OTHER PAGES ON THE LEAFLET

Sunday, September 01, 2013

Greetings to all,
      
CAUTION PEACOCKS

Like a summer breeze made visible
Luminescent blue peacock tail
Sweeps across pavement


Commuting to work along most of the main roads of eastern Ontario over the past 25 years I would have thought I had seen every conceivable mammal cross the road in front of me. Last week, heading home from my job in Beachburg, I had to skid my brakes to avoid a large male peacock. That was a first!
Week after week and month after month I’ve driven that same road and its easy to get lulled into a mindless ride, same old - same old. This little wake-up suggests a larger lesson. So much of our lives we take for granted, with no expectation of novelty or change. Blurring that which does not fit into our usual view is a favourite strategy of ego.
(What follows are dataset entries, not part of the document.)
//! Wire messages stored in the blob store
//!
//! Field numbers follow the Bazel Remote Execution API v2 so blobs written
//! here decode with any REAPI-aware tool. Only the fields this cache reads or
//! writes are declared; unknown fields in stored blobs are skipped on decode.

use crate::error::{Error, Result};
use prost::Message;

/// Content address of a blob
#[derive(Clone, PartialEq, Eq, Hash, prost::Message)]
pub struct Digest {
    /// Lowercase hex SHA-256
    #[prost(string, tag = "1")]
    pub hash: String,
    /// Length in bytes
    #[prost(int64, tag = "2")]
    pub size_bytes: i64,
}

/// A file entry inside a [`Directory`]
#[derive(Clone, PartialEq, prost::Message)]
pub struct FileNode {
    /// Entry name, a single path component
    #[prost(string, tag = "1")]
    pub name: String,
    /// Digest of the file contents
    #[prost(message, optional, tag = "2")]
    pub digest: Option<Digest>,
    /// Whether the executable bit is set
    #[prost(bool, tag = "4")]
    pub is_executable: bool,
}

/// A subdirectory entry inside a [`Directory`]
#[derive(Clone, PartialEq, prost::Message)]
pub struct DirectoryNode {
    /// Entry name, a single path component
    #[prost(string, tag = "1")]
    pub name: String,
    /// Digest of the serialized child [`Directory`]
    #[prost(message, optional, tag = "2")]
    pub digest: Option<Digest>,
}

/// One level of a Merkle tree
#[derive(Clone, PartialEq, prost::Message)]
pub struct Directory {
    /// Files, sorted by name
    #[prost(message, repeated, tag = "1")]
    pub files: Vec<FileNode>,
    /// Subdirectories, sorted by name
    #[prost(message, repeated, tag = "2")]
    pub directories: Vec<DirectoryNode>,
}

/// A `NAME=value` pair in a [`Command`]
#[derive(Clone, PartialEq, prost::Message)]
pub struct EnvironmentVariable {
    /// Variable name
    #[prost(string, tag = "1")]
    pub name: String,
    /// Variable value
    #[prost(string, tag = "2")]
    pub value: String,
}

/// The argv and environment of an action
#[derive(Clone, PartialEq, prost::Message)]
pub struct Command {
    /// Program followed by its arguments
    #[prost(string, repeated, tag = "1")]
    pub arguments: Vec<String>,
    /// Environment, sorted by name
    #[prost(message, repeated, tag = "2")]
    pub environment_variables: Vec<EnvironmentVariable>,
    /// Declared output files, relative to the working directory
    #[prost(string, repeated, tag = "3")]
    pub output_files: Vec<String>,
    /// Declared output directories, relative to the working directory
    #[prost(string, repeated, tag = "4")]
    pub output_directories: Vec<String>,
    /// Working directory relative to the input root
    #[prost(string, tag = "6")]
    pub working_directory: String,
}

/// Pairs a command with its input tree; its digest is the action key
#[derive(Clone, PartialEq, prost::Message)]
pub struct Action {
    /// Digest of the serialized [`Command`]
    #[prost(message, optional, tag = "1")]
    pub command_digest: Option<Digest>,
    /// Digest of the root [`Directory`] of the inputs
    #[prost(message, optional, tag = "2")]
    pub input_root_digest: Option<Digest>,
}

/// A file produced by an action
///
/// Exactly one of `digest` and `contents` carries the data.
#[derive(Clone, PartialEq, prost::Message)]
pub struct OutputFile {
    /// Path relative to the execution root
    #[prost(string, tag = "1")]
    pub path: String,
    /// Digest of the contents when stored out of line
    #[prost(message, optional, tag = "2")]
    pub digest: Option<Digest>,
    /// Whether the executable bit is set
    #[prost(bool, tag = "4")]
    pub is_executable: bool,
    /// Inline contents
    #[prost(bytes = "vec", tag = "5")]
    pub contents: Vec<u8>,
}

/// A directory produced by an action
#[derive(Clone, PartialEq, prost::Message)]
pub struct OutputDirectory {
    /// Path relative to the execution root
    #[prost(string, tag = "1")]
    pub path: String,
    /// Digest of the serialized tree
    #[prost(message, optional, tag = "3")]
    pub tree_digest: Option<Digest>,
}

/// The cached outcome of running an action
#[derive(Clone, PartialEq, prost::Message)]
pub struct ActionResult {
    /// Output files in declaration order
    #[prost(message, repeated, tag = "2")]
    pub output_files: Vec<OutputFile>,
    /// Output directories; must be empty
    #[prost(message, repeated, tag = "3")]
    pub output_directories: Vec<OutputDirectory>,
    /// Process exit code
    #[prost(int32, tag = "4")]
    pub exit_code: i32,
    /// Inline stdout
    #[prost(bytes = "vec", tag = "5")]
    pub stdout_raw: Vec<u8>,
    /// Digest of stdout when stored out of line
    #[prost(message, optional, tag = "6")]
    pub stdout_digest: Option<Digest>,
    /// Inline stderr
    #[prost(bytes = "vec", tag = "7")]
    pub stderr_raw: Vec<u8>,
    /// Digest of stderr when stored out of line
    #[prost(message, optional, tag = "8")]
    pub stderr_digest: Option<Digest>,
}

/// Decode a stored message, naming the message kind on failure
pub fn decode<M: Message + Default>(what: &'static str, bytes: &[u8]) -> Result<M> {
    M::decode(bytes).map_err(|e| Error::decode(what, e))
}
It robs us of the richness and variety of our moment-by-moment experience. Like teenagers we respond to our lives with a yawn and a “Boring”.
All our forms of wholesome attention practice, formal and informal, prompt us to shatter that flatness with the legendary sword of insight. We cut through the tedium and the predictability to let the brilliance of our experience shine through.
The term we know is open attention. This means we adopt a perspective which suspends conclusions and judgements, one which is persistently seeking a wider and a deeper experience. This open attention is dynamic and flexible, stretching and collapsing as we need it to. It will of course collapse spontaneously whenever we become reactive and shut our awareness down. We drift into distant memories, emotion-driven reactions or lumbering ruminations on meaning. Then we must let go and begin again - where is my breath, where are my feet?
In Indian mythology, peacocks are symbols of undying devotion. We are immersed in the ocean of endless and unlimited love that is Amitabha. Keep your eyes on the road, you can’t miss it.